▶ **Exercise**: Answer with a number only: how many lines of the entries below contain the word "未設定は"?

BEGIN Exercise materials

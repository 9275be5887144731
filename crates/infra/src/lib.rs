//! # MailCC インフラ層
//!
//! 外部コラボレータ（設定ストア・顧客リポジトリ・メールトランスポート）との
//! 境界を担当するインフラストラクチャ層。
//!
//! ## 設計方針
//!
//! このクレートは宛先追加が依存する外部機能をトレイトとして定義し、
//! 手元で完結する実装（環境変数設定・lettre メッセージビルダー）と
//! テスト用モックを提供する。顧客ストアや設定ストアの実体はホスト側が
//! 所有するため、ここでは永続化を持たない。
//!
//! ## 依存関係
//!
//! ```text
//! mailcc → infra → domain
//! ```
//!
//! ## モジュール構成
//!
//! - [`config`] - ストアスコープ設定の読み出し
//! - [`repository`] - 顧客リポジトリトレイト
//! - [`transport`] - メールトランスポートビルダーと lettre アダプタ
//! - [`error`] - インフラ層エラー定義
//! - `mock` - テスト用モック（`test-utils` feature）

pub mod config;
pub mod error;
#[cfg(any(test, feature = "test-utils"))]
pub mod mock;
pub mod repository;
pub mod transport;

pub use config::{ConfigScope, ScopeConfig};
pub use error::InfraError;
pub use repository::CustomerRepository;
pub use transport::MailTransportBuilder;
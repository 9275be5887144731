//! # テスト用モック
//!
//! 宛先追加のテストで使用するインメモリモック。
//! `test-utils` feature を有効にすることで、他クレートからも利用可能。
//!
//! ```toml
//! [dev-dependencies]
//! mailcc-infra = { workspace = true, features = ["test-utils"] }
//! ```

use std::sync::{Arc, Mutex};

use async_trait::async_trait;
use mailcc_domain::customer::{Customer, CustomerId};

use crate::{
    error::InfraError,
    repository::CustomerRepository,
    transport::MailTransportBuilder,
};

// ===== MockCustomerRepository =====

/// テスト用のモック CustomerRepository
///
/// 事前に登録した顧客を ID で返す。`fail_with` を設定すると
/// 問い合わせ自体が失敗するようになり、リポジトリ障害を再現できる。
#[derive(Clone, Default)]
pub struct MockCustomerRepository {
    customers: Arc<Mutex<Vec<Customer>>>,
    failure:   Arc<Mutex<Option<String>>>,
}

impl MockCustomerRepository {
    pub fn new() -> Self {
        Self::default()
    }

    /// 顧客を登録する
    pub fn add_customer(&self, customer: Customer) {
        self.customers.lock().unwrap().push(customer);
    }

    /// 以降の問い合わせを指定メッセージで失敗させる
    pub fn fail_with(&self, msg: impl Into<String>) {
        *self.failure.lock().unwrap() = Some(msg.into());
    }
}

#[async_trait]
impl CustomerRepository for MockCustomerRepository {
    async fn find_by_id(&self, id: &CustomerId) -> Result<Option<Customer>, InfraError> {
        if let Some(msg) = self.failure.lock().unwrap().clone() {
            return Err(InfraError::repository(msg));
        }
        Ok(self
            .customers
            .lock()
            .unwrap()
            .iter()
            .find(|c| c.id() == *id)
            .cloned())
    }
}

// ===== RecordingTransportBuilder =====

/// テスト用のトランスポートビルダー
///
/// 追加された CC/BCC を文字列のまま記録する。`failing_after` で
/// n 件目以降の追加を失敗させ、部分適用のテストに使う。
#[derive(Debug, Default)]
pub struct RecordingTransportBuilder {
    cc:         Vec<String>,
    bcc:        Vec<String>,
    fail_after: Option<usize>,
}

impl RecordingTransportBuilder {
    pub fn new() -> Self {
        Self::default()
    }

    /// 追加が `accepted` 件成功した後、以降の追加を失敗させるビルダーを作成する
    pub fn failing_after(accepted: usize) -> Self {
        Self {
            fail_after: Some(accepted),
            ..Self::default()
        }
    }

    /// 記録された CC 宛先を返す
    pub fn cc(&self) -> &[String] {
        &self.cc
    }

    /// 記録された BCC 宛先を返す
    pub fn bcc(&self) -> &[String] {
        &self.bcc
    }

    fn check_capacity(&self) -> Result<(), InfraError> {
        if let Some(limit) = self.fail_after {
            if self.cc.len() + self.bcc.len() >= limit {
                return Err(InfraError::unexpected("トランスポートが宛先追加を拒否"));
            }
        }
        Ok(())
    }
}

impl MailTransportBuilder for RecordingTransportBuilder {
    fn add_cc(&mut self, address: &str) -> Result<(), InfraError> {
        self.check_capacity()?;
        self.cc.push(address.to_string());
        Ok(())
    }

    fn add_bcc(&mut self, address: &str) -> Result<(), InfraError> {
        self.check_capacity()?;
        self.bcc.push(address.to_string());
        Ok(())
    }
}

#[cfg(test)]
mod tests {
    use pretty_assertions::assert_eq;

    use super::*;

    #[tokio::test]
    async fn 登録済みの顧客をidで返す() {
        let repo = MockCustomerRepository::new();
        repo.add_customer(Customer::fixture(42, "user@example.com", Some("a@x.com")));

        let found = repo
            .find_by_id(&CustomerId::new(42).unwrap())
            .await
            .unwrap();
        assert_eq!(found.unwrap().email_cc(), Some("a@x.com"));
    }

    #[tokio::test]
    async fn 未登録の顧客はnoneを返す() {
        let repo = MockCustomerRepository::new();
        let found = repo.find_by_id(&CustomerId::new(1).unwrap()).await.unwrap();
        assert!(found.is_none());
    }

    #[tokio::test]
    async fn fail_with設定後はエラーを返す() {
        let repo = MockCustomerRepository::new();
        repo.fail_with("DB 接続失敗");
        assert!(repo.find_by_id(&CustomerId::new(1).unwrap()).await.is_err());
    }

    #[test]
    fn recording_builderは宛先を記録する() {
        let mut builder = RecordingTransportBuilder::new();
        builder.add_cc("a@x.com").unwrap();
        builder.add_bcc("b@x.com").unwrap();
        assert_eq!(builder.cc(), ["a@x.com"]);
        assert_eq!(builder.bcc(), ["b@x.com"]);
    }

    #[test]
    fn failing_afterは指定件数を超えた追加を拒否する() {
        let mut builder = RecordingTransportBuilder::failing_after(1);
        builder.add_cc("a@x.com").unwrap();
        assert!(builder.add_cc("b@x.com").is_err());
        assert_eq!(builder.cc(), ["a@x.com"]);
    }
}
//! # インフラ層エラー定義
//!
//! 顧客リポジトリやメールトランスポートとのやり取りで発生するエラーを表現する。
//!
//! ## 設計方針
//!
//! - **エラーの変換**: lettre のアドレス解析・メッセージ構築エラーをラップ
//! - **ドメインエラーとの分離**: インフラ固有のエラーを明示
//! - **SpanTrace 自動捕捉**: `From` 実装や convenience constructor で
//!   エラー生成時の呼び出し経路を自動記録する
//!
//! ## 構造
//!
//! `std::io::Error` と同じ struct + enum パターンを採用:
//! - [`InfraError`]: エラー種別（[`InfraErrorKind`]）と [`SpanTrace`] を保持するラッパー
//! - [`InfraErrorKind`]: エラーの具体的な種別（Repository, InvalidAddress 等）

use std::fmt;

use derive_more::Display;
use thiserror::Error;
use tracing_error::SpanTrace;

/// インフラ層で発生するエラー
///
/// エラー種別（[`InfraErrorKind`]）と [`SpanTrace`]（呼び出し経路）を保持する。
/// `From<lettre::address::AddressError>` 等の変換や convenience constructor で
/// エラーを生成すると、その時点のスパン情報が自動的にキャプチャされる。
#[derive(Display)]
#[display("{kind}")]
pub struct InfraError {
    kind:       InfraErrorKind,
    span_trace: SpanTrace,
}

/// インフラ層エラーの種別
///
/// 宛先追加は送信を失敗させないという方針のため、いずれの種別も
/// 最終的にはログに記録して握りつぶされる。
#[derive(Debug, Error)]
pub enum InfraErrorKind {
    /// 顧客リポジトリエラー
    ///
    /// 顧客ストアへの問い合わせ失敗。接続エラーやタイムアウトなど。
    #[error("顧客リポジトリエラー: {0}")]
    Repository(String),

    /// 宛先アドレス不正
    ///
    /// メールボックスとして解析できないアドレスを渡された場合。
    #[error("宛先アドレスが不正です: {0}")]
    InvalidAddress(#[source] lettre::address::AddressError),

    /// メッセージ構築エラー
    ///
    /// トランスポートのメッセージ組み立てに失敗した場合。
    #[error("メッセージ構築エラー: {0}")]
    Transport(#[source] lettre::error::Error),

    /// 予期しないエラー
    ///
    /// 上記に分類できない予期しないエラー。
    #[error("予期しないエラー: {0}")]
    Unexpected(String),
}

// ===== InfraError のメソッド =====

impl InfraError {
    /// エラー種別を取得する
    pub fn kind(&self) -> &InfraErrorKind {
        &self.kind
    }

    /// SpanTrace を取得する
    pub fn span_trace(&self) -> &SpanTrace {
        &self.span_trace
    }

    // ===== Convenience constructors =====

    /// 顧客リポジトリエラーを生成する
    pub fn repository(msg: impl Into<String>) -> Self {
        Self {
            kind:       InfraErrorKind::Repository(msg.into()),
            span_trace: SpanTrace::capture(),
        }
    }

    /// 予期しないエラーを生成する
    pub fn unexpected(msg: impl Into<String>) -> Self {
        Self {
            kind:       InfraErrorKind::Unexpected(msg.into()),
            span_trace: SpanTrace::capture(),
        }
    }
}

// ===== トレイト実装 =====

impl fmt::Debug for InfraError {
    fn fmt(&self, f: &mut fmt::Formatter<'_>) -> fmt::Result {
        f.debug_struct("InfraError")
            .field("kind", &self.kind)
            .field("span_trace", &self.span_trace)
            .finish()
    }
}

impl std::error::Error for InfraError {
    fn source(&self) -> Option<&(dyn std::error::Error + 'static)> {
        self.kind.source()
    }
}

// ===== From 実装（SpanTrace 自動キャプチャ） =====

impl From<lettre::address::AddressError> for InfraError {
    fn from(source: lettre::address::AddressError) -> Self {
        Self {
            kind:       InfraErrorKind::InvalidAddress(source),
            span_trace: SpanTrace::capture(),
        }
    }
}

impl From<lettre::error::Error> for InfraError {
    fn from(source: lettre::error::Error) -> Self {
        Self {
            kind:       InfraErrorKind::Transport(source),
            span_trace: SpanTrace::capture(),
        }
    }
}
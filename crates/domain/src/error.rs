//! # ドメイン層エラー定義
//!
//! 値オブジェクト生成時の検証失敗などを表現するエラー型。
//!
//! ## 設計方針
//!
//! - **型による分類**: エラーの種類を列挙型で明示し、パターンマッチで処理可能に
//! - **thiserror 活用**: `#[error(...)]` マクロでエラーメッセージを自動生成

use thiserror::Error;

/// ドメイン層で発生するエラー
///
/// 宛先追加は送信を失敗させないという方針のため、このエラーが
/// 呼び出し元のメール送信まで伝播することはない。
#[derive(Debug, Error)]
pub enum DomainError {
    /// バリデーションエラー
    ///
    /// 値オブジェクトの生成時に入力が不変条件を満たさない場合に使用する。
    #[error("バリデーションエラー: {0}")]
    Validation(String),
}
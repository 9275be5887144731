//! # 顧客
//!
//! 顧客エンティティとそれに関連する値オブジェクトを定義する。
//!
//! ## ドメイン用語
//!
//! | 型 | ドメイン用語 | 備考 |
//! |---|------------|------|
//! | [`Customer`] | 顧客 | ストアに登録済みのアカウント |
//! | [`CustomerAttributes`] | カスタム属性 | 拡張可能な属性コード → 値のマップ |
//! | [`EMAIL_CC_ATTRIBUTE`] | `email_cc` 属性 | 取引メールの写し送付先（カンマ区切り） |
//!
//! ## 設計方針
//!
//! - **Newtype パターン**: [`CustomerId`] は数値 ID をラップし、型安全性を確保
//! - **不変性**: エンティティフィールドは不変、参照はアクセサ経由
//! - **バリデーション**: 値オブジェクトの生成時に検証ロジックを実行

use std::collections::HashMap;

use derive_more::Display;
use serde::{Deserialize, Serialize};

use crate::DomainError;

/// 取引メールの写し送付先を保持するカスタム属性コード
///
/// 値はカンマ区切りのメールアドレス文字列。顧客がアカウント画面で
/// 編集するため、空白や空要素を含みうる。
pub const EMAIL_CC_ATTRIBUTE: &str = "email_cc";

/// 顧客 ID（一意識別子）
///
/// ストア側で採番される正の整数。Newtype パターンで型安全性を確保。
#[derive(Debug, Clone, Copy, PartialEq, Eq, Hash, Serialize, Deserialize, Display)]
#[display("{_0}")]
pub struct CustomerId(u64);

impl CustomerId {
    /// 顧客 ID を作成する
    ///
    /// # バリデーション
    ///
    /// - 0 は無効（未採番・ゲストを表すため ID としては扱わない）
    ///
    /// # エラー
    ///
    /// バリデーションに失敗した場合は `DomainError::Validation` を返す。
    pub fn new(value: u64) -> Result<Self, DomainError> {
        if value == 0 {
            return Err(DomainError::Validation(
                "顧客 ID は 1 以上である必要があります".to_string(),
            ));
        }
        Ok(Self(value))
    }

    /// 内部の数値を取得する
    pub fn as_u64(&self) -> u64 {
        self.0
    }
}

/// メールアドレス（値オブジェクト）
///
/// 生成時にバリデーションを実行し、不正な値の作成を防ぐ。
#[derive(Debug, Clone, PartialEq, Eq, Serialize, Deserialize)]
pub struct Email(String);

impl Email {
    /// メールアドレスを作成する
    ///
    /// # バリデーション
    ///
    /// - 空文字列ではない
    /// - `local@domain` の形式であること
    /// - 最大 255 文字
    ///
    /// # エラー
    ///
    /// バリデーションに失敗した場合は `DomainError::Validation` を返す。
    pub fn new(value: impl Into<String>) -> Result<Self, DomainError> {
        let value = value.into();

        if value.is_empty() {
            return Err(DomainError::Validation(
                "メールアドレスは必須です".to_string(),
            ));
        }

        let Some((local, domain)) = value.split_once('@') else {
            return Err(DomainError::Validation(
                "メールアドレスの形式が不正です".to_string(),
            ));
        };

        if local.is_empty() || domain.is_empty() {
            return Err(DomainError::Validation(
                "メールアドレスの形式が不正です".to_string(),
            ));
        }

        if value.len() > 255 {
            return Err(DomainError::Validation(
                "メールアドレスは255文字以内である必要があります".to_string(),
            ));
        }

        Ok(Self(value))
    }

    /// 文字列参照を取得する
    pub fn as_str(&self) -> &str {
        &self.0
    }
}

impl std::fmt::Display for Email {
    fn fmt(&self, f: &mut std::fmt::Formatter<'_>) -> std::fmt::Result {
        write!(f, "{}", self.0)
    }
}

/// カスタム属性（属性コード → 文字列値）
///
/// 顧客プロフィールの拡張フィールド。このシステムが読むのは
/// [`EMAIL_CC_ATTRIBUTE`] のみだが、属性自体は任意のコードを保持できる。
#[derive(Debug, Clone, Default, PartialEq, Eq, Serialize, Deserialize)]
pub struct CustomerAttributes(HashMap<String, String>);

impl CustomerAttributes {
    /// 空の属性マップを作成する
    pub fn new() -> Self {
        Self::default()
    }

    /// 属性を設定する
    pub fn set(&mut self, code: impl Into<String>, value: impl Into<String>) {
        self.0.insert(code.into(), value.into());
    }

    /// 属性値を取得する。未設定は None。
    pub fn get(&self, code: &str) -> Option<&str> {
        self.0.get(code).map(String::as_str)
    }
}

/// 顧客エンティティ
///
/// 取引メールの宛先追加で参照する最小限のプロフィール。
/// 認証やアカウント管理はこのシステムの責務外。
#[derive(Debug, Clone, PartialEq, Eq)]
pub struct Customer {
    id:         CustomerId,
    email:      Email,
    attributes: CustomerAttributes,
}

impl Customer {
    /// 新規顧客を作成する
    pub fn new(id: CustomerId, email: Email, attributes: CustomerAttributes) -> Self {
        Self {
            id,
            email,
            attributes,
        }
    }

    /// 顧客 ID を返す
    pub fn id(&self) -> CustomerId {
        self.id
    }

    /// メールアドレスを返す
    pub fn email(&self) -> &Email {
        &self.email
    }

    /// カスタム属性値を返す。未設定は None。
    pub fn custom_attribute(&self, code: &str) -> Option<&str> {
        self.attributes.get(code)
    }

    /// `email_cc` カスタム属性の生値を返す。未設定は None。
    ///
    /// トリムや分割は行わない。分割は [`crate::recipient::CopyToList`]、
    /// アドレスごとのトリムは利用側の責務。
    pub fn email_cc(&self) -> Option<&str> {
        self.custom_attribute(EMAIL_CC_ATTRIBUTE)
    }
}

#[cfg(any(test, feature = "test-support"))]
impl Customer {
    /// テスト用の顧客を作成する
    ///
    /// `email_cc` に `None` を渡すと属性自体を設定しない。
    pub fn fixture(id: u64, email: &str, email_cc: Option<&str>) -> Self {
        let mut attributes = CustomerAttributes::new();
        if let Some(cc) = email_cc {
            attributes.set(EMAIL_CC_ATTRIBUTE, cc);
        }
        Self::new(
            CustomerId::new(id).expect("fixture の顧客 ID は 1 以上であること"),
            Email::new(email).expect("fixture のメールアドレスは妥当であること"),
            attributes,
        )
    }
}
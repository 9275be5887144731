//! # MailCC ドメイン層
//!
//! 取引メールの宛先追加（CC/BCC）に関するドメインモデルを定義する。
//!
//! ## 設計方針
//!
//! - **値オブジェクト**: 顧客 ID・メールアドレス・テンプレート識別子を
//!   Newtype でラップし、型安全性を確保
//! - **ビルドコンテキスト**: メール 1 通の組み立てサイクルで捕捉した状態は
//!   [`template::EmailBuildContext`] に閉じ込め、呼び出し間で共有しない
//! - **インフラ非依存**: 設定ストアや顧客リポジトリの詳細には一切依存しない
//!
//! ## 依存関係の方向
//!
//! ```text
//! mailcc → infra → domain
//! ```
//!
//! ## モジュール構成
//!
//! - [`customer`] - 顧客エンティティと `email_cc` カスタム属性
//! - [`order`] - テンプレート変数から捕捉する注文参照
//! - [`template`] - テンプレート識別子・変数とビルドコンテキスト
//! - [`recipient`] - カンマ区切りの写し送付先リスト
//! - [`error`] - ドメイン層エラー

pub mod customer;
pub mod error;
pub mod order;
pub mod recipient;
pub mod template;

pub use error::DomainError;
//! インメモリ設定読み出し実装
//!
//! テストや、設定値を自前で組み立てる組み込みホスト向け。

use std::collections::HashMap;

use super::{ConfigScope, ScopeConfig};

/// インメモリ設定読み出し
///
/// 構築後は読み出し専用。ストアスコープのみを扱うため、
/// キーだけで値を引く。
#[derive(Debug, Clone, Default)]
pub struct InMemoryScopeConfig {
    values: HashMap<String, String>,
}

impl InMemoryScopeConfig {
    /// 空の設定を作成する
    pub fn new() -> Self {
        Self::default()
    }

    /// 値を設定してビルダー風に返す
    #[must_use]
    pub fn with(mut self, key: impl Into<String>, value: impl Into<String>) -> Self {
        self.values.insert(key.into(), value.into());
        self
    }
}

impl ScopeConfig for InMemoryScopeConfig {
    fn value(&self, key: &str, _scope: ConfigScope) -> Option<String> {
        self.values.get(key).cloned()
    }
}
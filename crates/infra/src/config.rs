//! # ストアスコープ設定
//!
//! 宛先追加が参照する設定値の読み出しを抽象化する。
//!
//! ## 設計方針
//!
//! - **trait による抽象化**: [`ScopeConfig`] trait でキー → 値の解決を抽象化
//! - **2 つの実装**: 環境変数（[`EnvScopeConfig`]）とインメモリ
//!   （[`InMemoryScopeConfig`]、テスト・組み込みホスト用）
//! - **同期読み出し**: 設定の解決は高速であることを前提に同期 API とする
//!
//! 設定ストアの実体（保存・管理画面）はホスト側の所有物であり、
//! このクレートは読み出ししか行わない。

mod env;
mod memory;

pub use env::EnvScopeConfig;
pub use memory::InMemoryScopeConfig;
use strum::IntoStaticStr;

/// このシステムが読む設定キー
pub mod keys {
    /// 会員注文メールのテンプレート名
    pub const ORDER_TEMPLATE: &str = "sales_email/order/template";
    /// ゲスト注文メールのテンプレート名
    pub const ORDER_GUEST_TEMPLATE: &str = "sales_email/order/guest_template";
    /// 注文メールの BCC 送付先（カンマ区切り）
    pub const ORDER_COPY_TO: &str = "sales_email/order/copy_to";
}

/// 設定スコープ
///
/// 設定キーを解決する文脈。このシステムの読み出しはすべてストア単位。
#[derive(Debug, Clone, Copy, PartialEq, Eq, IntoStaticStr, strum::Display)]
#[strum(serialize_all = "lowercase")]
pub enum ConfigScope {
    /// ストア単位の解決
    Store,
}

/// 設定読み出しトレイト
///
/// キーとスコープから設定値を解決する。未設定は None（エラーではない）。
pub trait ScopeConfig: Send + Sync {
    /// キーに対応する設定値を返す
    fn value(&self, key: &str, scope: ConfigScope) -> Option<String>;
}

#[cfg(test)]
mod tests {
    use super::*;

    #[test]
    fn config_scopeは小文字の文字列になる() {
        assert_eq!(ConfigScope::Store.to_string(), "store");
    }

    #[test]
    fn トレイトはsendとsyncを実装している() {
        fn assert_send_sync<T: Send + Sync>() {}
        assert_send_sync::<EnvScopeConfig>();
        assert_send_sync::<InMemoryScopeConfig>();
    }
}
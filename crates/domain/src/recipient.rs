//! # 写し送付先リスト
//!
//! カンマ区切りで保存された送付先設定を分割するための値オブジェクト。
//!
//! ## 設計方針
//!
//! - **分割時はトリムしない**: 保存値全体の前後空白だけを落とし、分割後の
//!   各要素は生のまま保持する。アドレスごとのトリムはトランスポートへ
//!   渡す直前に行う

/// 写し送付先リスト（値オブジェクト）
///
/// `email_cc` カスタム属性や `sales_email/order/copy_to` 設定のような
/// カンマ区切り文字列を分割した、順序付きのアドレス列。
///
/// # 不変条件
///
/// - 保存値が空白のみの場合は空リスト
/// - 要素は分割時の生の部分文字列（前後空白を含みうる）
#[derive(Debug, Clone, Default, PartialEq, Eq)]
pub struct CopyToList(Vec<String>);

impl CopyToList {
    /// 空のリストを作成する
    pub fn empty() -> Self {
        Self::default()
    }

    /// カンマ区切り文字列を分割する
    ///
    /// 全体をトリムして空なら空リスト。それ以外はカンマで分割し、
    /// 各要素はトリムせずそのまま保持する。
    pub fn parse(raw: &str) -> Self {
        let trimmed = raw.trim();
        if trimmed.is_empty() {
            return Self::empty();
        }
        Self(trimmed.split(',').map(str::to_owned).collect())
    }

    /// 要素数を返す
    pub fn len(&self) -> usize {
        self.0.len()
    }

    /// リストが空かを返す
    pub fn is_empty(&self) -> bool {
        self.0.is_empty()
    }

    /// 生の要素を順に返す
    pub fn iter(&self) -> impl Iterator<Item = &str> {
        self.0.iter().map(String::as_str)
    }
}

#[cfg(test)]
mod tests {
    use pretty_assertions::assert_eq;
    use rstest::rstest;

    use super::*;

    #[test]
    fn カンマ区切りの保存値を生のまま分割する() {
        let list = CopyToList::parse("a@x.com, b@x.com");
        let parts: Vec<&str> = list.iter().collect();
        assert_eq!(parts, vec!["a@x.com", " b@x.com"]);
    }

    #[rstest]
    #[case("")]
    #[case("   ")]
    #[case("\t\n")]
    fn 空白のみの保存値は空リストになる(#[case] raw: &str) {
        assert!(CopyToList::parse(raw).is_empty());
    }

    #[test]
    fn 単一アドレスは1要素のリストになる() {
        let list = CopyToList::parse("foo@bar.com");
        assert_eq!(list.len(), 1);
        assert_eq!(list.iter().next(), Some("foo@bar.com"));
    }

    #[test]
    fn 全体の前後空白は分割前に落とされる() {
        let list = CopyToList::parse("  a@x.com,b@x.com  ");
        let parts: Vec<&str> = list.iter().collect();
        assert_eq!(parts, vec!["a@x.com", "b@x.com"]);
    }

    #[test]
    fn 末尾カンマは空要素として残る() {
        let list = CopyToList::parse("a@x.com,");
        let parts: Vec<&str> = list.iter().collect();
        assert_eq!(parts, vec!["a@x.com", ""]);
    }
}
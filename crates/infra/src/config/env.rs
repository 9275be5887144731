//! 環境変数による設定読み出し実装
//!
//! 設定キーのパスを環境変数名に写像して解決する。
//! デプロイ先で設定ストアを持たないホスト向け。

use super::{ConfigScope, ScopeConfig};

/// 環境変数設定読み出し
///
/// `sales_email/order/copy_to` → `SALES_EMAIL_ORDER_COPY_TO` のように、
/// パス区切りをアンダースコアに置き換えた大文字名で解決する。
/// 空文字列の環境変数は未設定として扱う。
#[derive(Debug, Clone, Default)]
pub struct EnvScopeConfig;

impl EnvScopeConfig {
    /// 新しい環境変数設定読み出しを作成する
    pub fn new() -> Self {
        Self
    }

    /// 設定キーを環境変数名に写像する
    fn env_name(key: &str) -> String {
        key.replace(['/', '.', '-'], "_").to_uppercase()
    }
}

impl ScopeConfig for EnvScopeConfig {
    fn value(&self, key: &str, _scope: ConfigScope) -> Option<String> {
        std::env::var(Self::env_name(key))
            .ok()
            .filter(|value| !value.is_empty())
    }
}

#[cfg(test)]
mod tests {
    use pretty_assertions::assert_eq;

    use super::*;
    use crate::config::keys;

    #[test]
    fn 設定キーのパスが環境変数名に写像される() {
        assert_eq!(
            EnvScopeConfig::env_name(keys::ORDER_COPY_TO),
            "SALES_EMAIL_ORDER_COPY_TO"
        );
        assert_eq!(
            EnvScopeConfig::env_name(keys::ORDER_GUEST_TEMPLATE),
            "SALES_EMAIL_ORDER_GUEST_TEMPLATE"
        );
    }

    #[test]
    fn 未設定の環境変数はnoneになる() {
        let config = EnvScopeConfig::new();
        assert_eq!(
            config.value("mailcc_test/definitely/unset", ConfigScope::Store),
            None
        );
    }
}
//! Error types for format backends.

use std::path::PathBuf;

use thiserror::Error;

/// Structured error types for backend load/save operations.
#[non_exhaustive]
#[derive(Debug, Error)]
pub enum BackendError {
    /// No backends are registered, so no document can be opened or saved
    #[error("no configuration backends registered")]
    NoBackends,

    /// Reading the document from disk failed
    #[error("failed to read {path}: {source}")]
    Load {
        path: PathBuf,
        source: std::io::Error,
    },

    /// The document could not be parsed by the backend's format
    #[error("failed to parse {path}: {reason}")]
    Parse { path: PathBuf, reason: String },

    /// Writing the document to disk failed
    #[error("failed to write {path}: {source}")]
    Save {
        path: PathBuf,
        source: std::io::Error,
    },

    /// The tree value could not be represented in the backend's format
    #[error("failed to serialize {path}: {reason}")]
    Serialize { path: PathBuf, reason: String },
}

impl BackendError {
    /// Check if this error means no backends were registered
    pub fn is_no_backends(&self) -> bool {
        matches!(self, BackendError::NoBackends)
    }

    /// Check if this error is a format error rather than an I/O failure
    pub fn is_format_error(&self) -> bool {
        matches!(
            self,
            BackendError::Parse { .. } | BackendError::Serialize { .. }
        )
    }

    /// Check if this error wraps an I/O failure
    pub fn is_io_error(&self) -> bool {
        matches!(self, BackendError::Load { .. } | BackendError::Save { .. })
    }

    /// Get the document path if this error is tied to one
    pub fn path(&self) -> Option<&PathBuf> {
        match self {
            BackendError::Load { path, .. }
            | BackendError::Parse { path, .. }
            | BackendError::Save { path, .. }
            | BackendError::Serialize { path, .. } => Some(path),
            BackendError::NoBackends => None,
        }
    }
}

END Exercise materials

▶ **Answer box**: 4